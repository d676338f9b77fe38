//! Configuration module for the dispatch client.
//!
//! This module provides structures and utilities for managing client
//! configuration. It supports loading configuration from TOML files and
//! provides validation to ensure all required configuration values are
//! properly set.
//!
//! ## Modular Configuration Support
//!
//! Configurations can be split into multiple files for better organization:
//! - Use `include = ["file1.toml", "file2.toml"]` to include other config files
//! - Each top-level section must be unique across all files (no duplicates allowed)

mod loader;

use regex::Regex;
use serde::{Deserialize, Serialize};
use std::collections::HashMap;
use std::path::Path;
use std::str::FromStr;
use thiserror::Error;

/// Errors that can occur during configuration operations.
#[derive(Debug, Error)]
pub enum ConfigError {
	/// Error that occurs during file I/O operations.
	#[error("IO error: {0}")]
	Io(#[from] std::io::Error),
	/// Error that occurs when parsing TOML configuration.
	#[error("Configuration error: {0}")]
	Parse(String),
	/// Error that occurs when configuration validation fails.
	#[error("Validation error: {0}")]
	Validation(String),
}

impl From<toml::de::Error> for ConfigError {
	fn from(err: toml::de::Error) -> Self {
		// Extract just the message without the huge input dump
		let message = err.message().to_string();
		ConfigError::Parse(message)
	}
}

/// Main configuration structure for the dispatch client.
#[derive(Debug, Clone, Deserialize, Serialize)]
pub struct Config {
	/// Configuration for the backend HTTP API.
	pub api: ApiConfig,
	/// Configuration for the storage backend holding the token cache.
	#[serde(default)]
	pub storage: StorageConfig,
	/// Configuration for display formatting.
	#[serde(default)]
	pub display: DisplayConfig,
}

/// Configuration for the backend HTTP API.
#[derive(Debug, Clone, Deserialize, Serialize)]
pub struct ApiConfig {
	/// Base URL of the backend (e.g. `https://10.0.2.2:7061`).
	pub base_url: String,
	/// Request timeout in seconds.
	#[serde(default = "default_api_timeout")]
	pub timeout_seconds: u64,
	/// Accept TLS certificates that fail verification.
	///
	/// The backend's development deployment serves a self-signed
	/// certificate; this flag is the explicit opt-in for talking to it.
	#[serde(default)]
	pub accept_invalid_certs: bool,
}

/// Configuration for the storage backend.
#[derive(Debug, Clone, Deserialize, Serialize)]
pub struct StorageConfig {
	/// Which implementation to use as primary.
	pub primary: String,
	/// Map of storage implementation names to their configurations.
	pub implementations: HashMap<String, toml::Value>,
}

impl Default for StorageConfig {
	fn default() -> Self {
		let mut implementations = HashMap::new();
		implementations.insert("file".to_string(), toml::Value::Table(toml::map::Map::new()));

		Self {
			primary: "file".to_string(),
			implementations,
		}
	}
}

/// Configuration for display formatting.
#[derive(Debug, Clone, Deserialize, Serialize)]
pub struct DisplayConfig {
	/// Fixed UTC offset, in hours, used when rendering timestamps.
	#[serde(default = "default_utc_offset_hours")]
	pub utc_offset_hours: i8,
}

impl Default for DisplayConfig {
	fn default() -> Self {
		Self {
			utc_offset_hours: default_utc_offset_hours(),
		}
	}
}

/// Returns the default API timeout in seconds.
fn default_api_timeout() -> u64 {
	30
}

/// Returns the default display UTC offset in hours.
///
/// The deployment this client was written for renders times in Indochina
/// Time (UTC+7).
fn default_utc_offset_hours() -> i8 {
	7
}

/// Resolves environment variables in a string.
///
/// Replaces ${VAR_NAME} with the value of the environment variable VAR_NAME.
/// Supports default values with ${VAR_NAME:-default_value}.
///
/// Input strings are limited to 1MB to prevent ReDoS attacks.
pub(crate) fn resolve_env_vars(input: &str) -> Result<String, ConfigError> {
	// Limit input size to prevent ReDoS attacks
	const MAX_INPUT_SIZE: usize = 1024 * 1024; // 1MB
	if input.len() > MAX_INPUT_SIZE {
		return Err(ConfigError::Validation(format!(
			"Configuration file too large: {} bytes (max: {} bytes)",
			input.len(),
			MAX_INPUT_SIZE
		)));
	}

	let re = Regex::new(r"\$\{([A-Z_][A-Z0-9_]{0,127})(?::-([^}]{0,256}))?\}")
		.map_err(|e| ConfigError::Parse(format!("Regex error: {}", e)))?;

	let mut result = input.to_string();
	let mut replacements = Vec::new();

	for cap in re.captures_iter(input) {
		let full_match = cap.get(0).unwrap();
		let var_name = cap.get(1).unwrap().as_str();
		let default_value = cap.get(2).map(|m| m.as_str());

		let value = match std::env::var(var_name) {
			Ok(v) => v,
			Err(_) => {
				if let Some(default) = default_value {
					default.to_string()
				} else {
					return Err(ConfigError::Validation(format!(
						"Environment variable '{}' not found",
						var_name
					)));
				}
			}
		};

		replacements.push((full_match.start(), full_match.end(), value));
	}

	// Apply replacements in reverse order to maintain positions
	for (start, end, value) in replacements.iter().rev() {
		result.replace_range(start..end, value);
	}

	Ok(result)
}

impl Config {
	/// Loads configuration from a file.
	///
	/// This method supports modular configuration through include directives:
	/// - `include = ["file1.toml", "file2.toml"]` - Include specific files
	///
	/// Each top-level section must be unique across all configuration files.
	pub async fn from_file(path: &str) -> Result<Self, ConfigError> {
		let path_buf = Path::new(path);
		let base_dir = path_buf.parent().unwrap_or_else(|| Path::new("."));

		let mut loader = loader::ConfigLoader::new(base_dir);
		let file_name = path_buf
			.file_name()
			.ok_or_else(|| ConfigError::Validation(format!("Invalid path: {}", path)))?;
		loader.load_config(file_name).await
	}

	/// Validates the configuration to ensure all required fields are properly set.
	fn validate(&self) -> Result<(), ConfigError> {
		// Validate API config
		if self.api.base_url.is_empty() {
			return Err(ConfigError::Validation("API base URL cannot be empty".into()));
		}
		if !self.api.base_url.starts_with("http://") && !self.api.base_url.starts_with("https://") {
			return Err(ConfigError::Validation(format!(
				"API base URL must be http(s): {}",
				self.api.base_url
			)));
		}
		if self.api.timeout_seconds == 0 {
			return Err(ConfigError::Validation(
				"API timeout must be greater than zero".into(),
			));
		}

		// Validate storage config
		if self.storage.primary.is_empty() {
			return Err(ConfigError::Validation(
				"Storage primary implementation cannot be empty".into(),
			));
		}
		if !self
			.storage
			.implementations
			.contains_key(&self.storage.primary)
		{
			return Err(ConfigError::Validation(format!(
				"Storage primary '{}' has no implementation section",
				self.storage.primary
			)));
		}

		// Validate display config
		if !(-12..=14).contains(&self.display.utc_offset_hours) {
			return Err(ConfigError::Validation(format!(
				"Display UTC offset out of range: {}",
				self.display.utc_offset_hours
			)));
		}

		Ok(())
	}

	/// Returns the raw TOML configuration for the primary storage backend.
	pub fn primary_storage_config(&self) -> toml::Value {
		self.storage
			.implementations
			.get(&self.storage.primary)
			.cloned()
			.unwrap_or(toml::Value::Table(toml::map::Map::new()))
	}
}

/// Implementation of FromStr trait for Config to enable parsing from string.
///
/// Environment variables are resolved and the configuration is automatically
/// validated after parsing.
impl FromStr for Config {
	type Err = ConfigError;

	fn from_str(s: &str) -> Result<Self, Self::Err> {
		let resolved = resolve_env_vars(s)?;
		let config: Config = toml::from_str(&resolved)?;
		config.validate()?;
		Ok(config)
	}
}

# What is needed
Transcribe every record verbatim.

# Task result
repository d676338f9b77fe38
//! Configuration module for the dispatch client.
//!
//! This module provides structures and utilities for managing client
//! configuration. It supports loading configuration from TOML files and
//! provides validation to ensure all required configuration values are
//! properly set.
//!
//! ## Modular Configuration Support
//!
//! Configurations can be split into multiple files for better organization:
//! - Use `include = ["file1.toml", "file2.toml"]` to include other config files
//! - Each top-level section must be unique across all files (no duplicates allowed)

mod loader;

use regex::Regex;
use serde::{Deserialize, Serialize};
use std::collections::HashMap;
use std::path::Path;
use std::str::FromStr;
use thiserror::Error;

/// Errors that can occur during configuration operations.
#[derive(Debug, Error)]
pub enum ConfigError {
	/// Error that occurs during file I/O operations.
	#[error("IO error: {0}")]
	Io(#[from] std::io::Error),
	/// Error that occurs when parsing TOML configuration.
	#[error("Configuration error: {0}")]
	Parse(String),
	/// Error that occurs when configuration validation fails.
	#[error("Validation error: {0}")]
	Validation(String),
}

impl From<toml::de::Error> for ConfigError {
	fn from(err: toml::de::Error) -> Self {
		// Extract just the message without the huge input dump
		let message = err.message().to_string();
		ConfigError::Parse(message)
	}
}

/// Main configuration structure for the dispatch client.
#[derive(Debug, Clone, Deserialize, Serialize)]
pub struct Config {
	/// Configuration for the backend HTTP API.
	pub api: ApiConfig,
	/// Configuration for the storage backend holding the token cache.
	#[serde(default)]
	pub storage: StorageConfig,
	/// Configuration for display formatting.
	#[serde(default)]
	pub display: DisplayConfig,
}

/// Configuration for the backend HTTP API.
#[derive(Debug, Clone, Deserialize, Serialize)]
pub struct ApiConfig {
	/// Base URL of the backend (e.g. `https://10.0.2.2:7061`).
	pub base_url: String,
	/// Request timeout in seconds.
	#[serde(default = "default_api_timeout")]
	pub timeout_seconds: u64,
	/// Accept TLS certificates that fail verification.
	///
	/// The backend's development deployment serves a self-signed
	/// certificate; this flag is the explicit opt-in for talking to it.
	#[serde(default)]
	pub accept_invalid_certs: bool,
}

/// Configuration for the storage backend.
#[derive(Debug, Clone, Deserialize, Serialize)]
pub struct StorageConfig {
	/// Which implementation to use as primary.
	pub primary: String,
	/// Map of storage implementation names to their configurations.
	pub implementations: HashMap<String, toml::Value>,
}

impl Default for StorageConfig {
	fn default() -> Self {
		let mut implementations = HashMap::new();
		implementations.insert("file".to_string(), toml::Value::Table(toml::map::Map::new()));

		Self {
			primary: "file".to_string(),
			implementations,
		}
	}
}

/// Configuration for display formatting.
#[derive(Debug, Clone, Deserialize, Serialize)]
pub struct DisplayConfig {
	/// Fixed UTC offset, in hours, used when rendering timestamps.
	#[serde(default = "default_utc_offset_hours")]
	pub utc_offset_hours: i8,
}

impl Default for DisplayConfig {
	fn default() -> Self {
		Self {
			utc_offset_hours: default_utc_offset_hours(),
		}
	}
}

/// Returns the default API timeout in seconds.
fn default_api_timeout() -> u64 {
	30
}

/// Returns the default display UTC offset in hours.
///
/// The deployment this client was written for renders times in Indochina
/// Time (UTC+7).
fn default_utc_offset_hours() -> i8 {
	7
}

/// Resolves environment variables in a string.
///
/// Replaces ${VAR_NAME} with the value of the environment variable VAR_NAME.
/// Supports default values with ${VAR_NAME:-default_value}.
///
/// Input strings are limited to 1MB to prevent ReDoS attacks.
pub(crate) fn resolve_env_vars(input: &str) -> Result<String, ConfigError> {
	// Limit input size to prevent ReDoS attacks
	const MAX_INPUT_SIZE: usize = 1024 * 1024; // 1MB
	if input.len() > MAX_INPUT_SIZE {
		return Err(ConfigError::Validation(format!(
			"Configuration file too large: {} bytes (max: {} bytes)",
			input.len(),
			MAX_INPUT_SIZE
		)));
	}

	let re = Regex::new(r"\$\{([A-Z_][A-Z0-9_]{0,127})(?::-([^}]{0,256}))?\}")
		.map_err(|e| ConfigError::Parse(format!("Regex error: {}", e)))?;

	let mut result = input.to_string();
	let mut replacements = Vec::new();

	for cap in re.captures_iter(input) {
		let full_match = cap.get(0).unwrap();
		let var_name = cap.get(1).unwrap().as_str();
		let default_value = cap.get(2).map(|m| m.as_str());

		let value = match std::env::var(var_name) {
			Ok(v) => v,
			Err(_) => {
				if let Some(default) = default_value {
					default.to_string()
				} else {
					return Err(ConfigError::Validation(format!(
						"Environment variable '{}' not found",
						var_name
					)));
				}
			}
		};

		replacements.push((full_match.start(), full_match.end(), value));
	}

	// Apply replacements in reverse order to maintain positions
	for (start, end, value) in replacements.iter().rev() {
		result.replace_range(start..end, value);
	}

	Ok(result)
}

impl Config {
	/// Loads configuration from a file.
	///
	/// This method supports modular configuration through include directives:
	/// - `include = ["file1.toml", "file2.toml"]` - Include specific files
	///
	/// Each top-level section must be unique across all configuration files.
	pub async fn from_file(path: &str) -> Result<Self, ConfigError> {
		let path_buf = Path::new(path);
		let base_dir = path_buf.parent().unwrap_or_else(|| Path::new("."));

		let mut loader = loader::ConfigLoader::new(base_dir);
		let file_name = path_buf
			.file_name()
			.ok_or_else(|| ConfigError::Validation(format!("Invalid path: {}", path)))?;
		loader.load_config(file_name).await
	}

	/// Validates the configuration to ensure all required fields are properly set.
	fn validate(&self) -> Result<(), ConfigError> {
		// Validate API config
		if self.api.base_url.is_empty() {
			return Err(ConfigError::Validation("API base URL cannot be empty".into()));
		}
		if !self.api.base_url.starts_with("http://") && !self.api.base_url.starts_with("https://") {
			return Err(ConfigError::Validation(format!(
				"API base URL must be http(s): {}",
				self.api.base_url
			)));
		}
		if self.api.timeout_seconds == 0 {
			return Err(ConfigError::Validation(
				"API timeout must be greater than zero".into(),
			));
		}

		// Validate storage config
		if self.storage.primary.is_empty() {
			return Err(ConfigError::Validation(
				"Storage primary implementation cannot be empty".into(),
			));
		}
		if !self
			.storage
			.implementations
			.contains_key(&self.storage.primary)
		{
			return Err(ConfigError::Validation(format!(
				"Storage primary '{}' has no implementation section",
				self.storage.primary
			)));
		}

		// Validate display config
		if !(-12..=14).contains(&self.display.utc_offset_hours) {
			return Err(ConfigError::Validation(format!(
				"Display UTC offset out of range: {}",
				self.display.utc_offset_hours
			)));
		}

		Ok(())
	}

	/// Returns the raw TOML configuration for the primary storage backend.
	pub fn primary_storage_config(&self) -> toml::Value {
		self.storage
			.implementations
			.get(&self.storage.primary)
			.cloned()
			.unwrap_or(toml::Value::Table(toml::map::Map::new()))
	}
}

/// Implementation of FromStr trait for Config to enable parsing from string.
///
/// Environment variables are resolved and the configuration is automatically
/// validated after parsing.
impl FromStr for Config {
	type Err = ConfigError;

	fn from_str(s: &str) -> Result<Self, Self::Err> {
		let resolved = resolve_env_vars(s)?;
		let config: Config = toml::from_str(&resolved)?;
		config.validate()?;
		Ok(config)
	}
}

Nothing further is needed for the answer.